> [Work instruction]: Work through the listing below and count the lines that hold "match". Answer with the number alone.

================

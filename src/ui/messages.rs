//! Meldungs-Overlay: die letzten Meldungen, nach Ablauf ausgeblendet.

use crate::app::AppState;
use std::time::Instant;

/// Maximal gleichzeitig angezeigte Meldungen.
const MAX_VISIBLE: usize = 6;

/// Rendert die sichtbaren Meldungen links unten über der Zeichenfläche.
pub fn render_message_overlay(ctx: &egui::Context, state: &AppState, now: Instant) {
    let entries = state.messages.entries();
    let start = entries.len().saturating_sub(MAX_VISIBLE);

    egui::Area::new(egui::Id::new("message_overlay"))
        .anchor(egui::Align2::LEFT_BOTTOM, egui::vec2(12.0, -64.0))
        .interactable(false)
        .show(ctx, |ui| {
            for message in &entries[start..] {
                let age = now.saturating_duration_since(message.created).as_secs_f32();
                let alpha = state.options.message_alpha(age);
                if alpha <= 0.0 {
                    continue;
                }
                let color =
                    egui::Color32::from_rgba_unmultiplied(20, 20, 20, (alpha * 255.0) as u8);
                ui.label(egui::RichText::new(&message.text).color(color));
            }
        });
}
//! Kommandozeile für numerische Eingabe im aktiven Modus.

use crate::app::{AppIntent, AppState, InputMode};
use crate::core::ShapeKind;

/// Eingabehilfe für Modus und ggf. selektierte Shape-Art.
pub fn input_hint(mode: InputMode, selected: Option<ShapeKind>) -> &'static str {
    let kind = match mode {
        InputMode::Rotate => return "Winkel in Grad (-360 bis 360)",
        InputMode::Move => return "dx dy",
        InputMode::Select => match selected {
            Some(kind) => kind,
            None => return "Shape selektieren, um sie zu bearbeiten",
        },
        draw => match draw.draw_kind() {
            Some(kind) => kind,
            None => return "",
        },
    };
    match kind {
        ShapeKind::Line => "x1 y1 x2 y2 [Farbe]",
        ShapeKind::Circle => "x y radius [Farbe]",
        ShapeKind::Ellipse => "x y radiusX radiusY [Farbe]",
        ShapeKind::Hermite => "p0x p0y p1x p1y t0x t0y t1x t1y [Farbe]",
        ShapeKind::Bezier => "p0x p0y p1x p1y p2x p2y p3x p3y [Farbe]",
    }
}

/// Rendert die Kommandozeile und gibt erzeugte Events zurück.
pub fn render_command_bar(ctx: &egui::Context, state: &AppState) -> Vec<AppIntent> {
    let mut events = Vec::new();
    let selected = state.registry.selected_shape().map(|s| s.kind());

    egui::TopBottomPanel::bottom("command_bar").show(ctx, |ui| {
        ui.horizontal(|ui| {
            ui.label(format!("{}:", state.editor.mode));

            let mut text = state.editor.command_input.clone();
            let response = ui.add(
                egui::TextEdit::singleline(&mut text)
                    .hint_text(input_hint(state.editor.mode, selected))
                    .desired_width(420.0),
            );
            if response.changed() {
                events.push(AppIntent::CommandInputChanged { text: text.clone() });
            }

            let enter = response.lost_focus() && ui.input(|i| i.key_pressed(egui::Key::Enter));
            if enter || ui.button("Ausführen").clicked() {
                events.push(AppIntent::CommandSubmitted { text });
            }
        });
    });

    events
}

================

> [Final answer]: 4